■ TASK BRIEF ■
Go through the entries below and pick out every line with "Reporter".

(THE RECORDS begins)

//! Terminal rendering of build diagnostics.

use crate::diagnostics::{Diagnostic, DiagnosticRelatedInfo, DiagnosticSeverity};
use crate::fs::FileSystem;
use crate::span::Span;
use colored::Colorize;
use rustc_hash::FxHashMap;
use std::path::PathBuf;
use std::sync::Arc;

pub struct Reporter {
    color: bool,
    fs: Arc<dyn FileSystem>,
    /// Display paths in diagnostics are relative to this directory
    root: PathBuf,
    sources: FxHashMap<String, Option<Source>>,
}

struct Source {
    text: String,
    /// Byte offset of the start of every line
    line_starts: Vec<u32>,
}

impl Source {
    fn new(text: String) -> Self {
        let mut line_starts = vec![0];
        line_starts.extend(memchr::memchr_iter(b'\n', text.as_bytes()).map(|pos| pos as u32 + 1));
        Source { text, line_starts }
    }

    /// One-based line and column of a byte offset.
    fn position(&self, offset: u32) -> (u32, u32) {
        let line = match self.line_starts.binary_search(&offset) {
            Ok(line) => line,
            Err(next) => next - 1,
        };
        (line as u32 + 1, offset - self.line_starts[line] + 1)
    }

    fn line(&self, line: u32) -> Option<&str> {
        let start = *self.line_starts.get(line as usize - 1)? as usize;
        let end = self
            .line_starts
            .get(line as usize)
            .map(|&next| next as usize - 1)
            .unwrap_or(self.text.len());
        self.text.get(start..end).map(|line| line.trim_end_matches('\r'))
    }
}

impl Reporter {
    pub fn new(color: bool, fs: Arc<dyn FileSystem>, root: impl Into<PathBuf>) -> Self {
        Reporter {
            color,
            fs,
            root: root.into(),
            sources: FxHashMap::default(),
        }
    }

    pub fn render(&mut self, diagnostics: &[Diagnostic]) -> String {
        let mut out = String::new();
        for (index, diagnostic) in diagnostics.iter().enumerate() {
            if index > 0 {
                out.push('\n');
            }
            out.push_str(&self.format_diagnostic(diagnostic));
        }
        out
    }

    /// One-line summary such as `2 errors, 1 warning`.
    pub fn summary(&self, diagnostics: &[Diagnostic]) -> String {
        let errors = diagnostics.iter().filter(|d| d.is_error()).count();
        let warnings = diagnostics.iter().filter(|d| d.is_warning()).count();
        let plural = |count: usize, word: &str| {
            if count == 1 {
                format!("1 {}", word)
            } else {
                format!("{} {}s", count, word)
            }
        };
        let text = format!("{}, {}", plural(errors, "error"), plural(warnings, "warning"));
        if !self.color {
            return text;
        }
        if errors > 0 {
            text.red().bold().to_string()
        } else {
            text.bold().to_string()
        }
    }

    pub fn format_diagnostic(&mut self, diagnostic: &Diagnostic) -> String {
        let mut output = match self.format_location(&diagnostic.file_name, diagnostic.span) {
            Some(location) => location,
            None if !diagnostic.file_name.is_empty() => diagnostic.file_name.clone(),
            None => "<build>".to_string(),
        };
        output.push_str(" - ");
        output.push_str(&self.format_severity(diagnostic.severity));
        output.push(' ');
        output.push_str(&self.format_code(diagnostic.code));
        output.push_str(": ");
        output.push_str(&diagnostic.message);

        if let Some(snippet) = self.format_snippet(&diagnostic.file_name, diagnostic.span) {
            output.push_str(&snippet);
        }
        for related in &diagnostic.related {
            output.push('\n');
            output.push_str(&self.format_related(related));
            if let Some(snippet) = self.format_snippet(&related.file_name, related.span) {
                output.push_str(&snippet);
            }
        }
        output
    }

    /// The offending line with the span underlined:
    ///
    /// ```text
    ///     3   import { y } from "./ab";
    ///                  ~
    /// ```
    fn format_snippet(&mut self, file: &str, span: Span) -> Option<String> {
        if span.is_empty() {
            return None;
        }
        let color = self.color;
        let source = self.source(file)?;
        let (line, column) = source.position(span.start);
        let text = source.line(line)?;

        let mut underline = String::new();
        let first = column as usize - 1;
        let width = (span.end - span.start) as usize;
        for (index, ch) in text.chars().enumerate() {
            if index < first {
                underline.push(if ch == '\t' { '\t' } else { ' ' });
            } else if index < first + width {
                underline.push('~');
            } else {
                break;
            }
        }
        if !underline.contains('~') {
            underline.push('~');
        }
        let underline = if color {
            underline.red().to_string()
        } else {
            underline
        };
        Some(format!("\n  {:>3}   {}\n        {}", line, text, underline))
    }

    fn format_related(&mut self, related: &DiagnosticRelatedInfo) -> String {
        let location = self
            .format_location(&related.file_name, related.span)
            .unwrap_or_else(|| related.file_name.clone());
        let prefix = if self.color {
            "  Related".dimmed().to_string()
        } else {
            "  Related".to_string()
        };
        format!("{}: {} - {}", prefix, location, related.message)
    }

    fn format_location(&mut self, file: &str, span: Span) -> Option<String> {
        if file.is_empty() || span.is_empty() {
            return None;
        }
        let (line, column) = self.source(file)?.position(span.start);
        Some(format!("{}:{}:{}", file, line, column))
    }

    fn source(&mut self, file: &str) -> Option<&Source> {
        if !self.sources.contains_key(file) {
            let text = self.fs.read_to_string(&self.root.join(file)).ok();
            self.sources.insert(file.to_string(), text.map(Source::new));
        }
        self.sources.get(file)?.as_ref()
    }

    fn format_severity(&self, severity: DiagnosticSeverity) -> String {
        let label = severity.name();
        if !self.color {
            return label.to_string();
        }
        match severity {
            DiagnosticSeverity::Error => label.red().bold().to_string(),
            DiagnosticSeverity::Warning => label.yellow().bold().to_string(),
            DiagnosticSeverity::Info => label.blue().bold().to_string(),
            DiagnosticSeverity::Hint => label.cyan().bold().to_string(),
        }
    }

    fn format_code(&self, code: u32) -> String {
        let label = format!("B{}", code);
        if self.color {
            label.bright_blue().to_string()
        } else {
            label
        }
    }
}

(THE RECORDS ends)

■ FINISHED EXERCISE ■
pub struct Reporter {
impl Reporter {
        Reporter {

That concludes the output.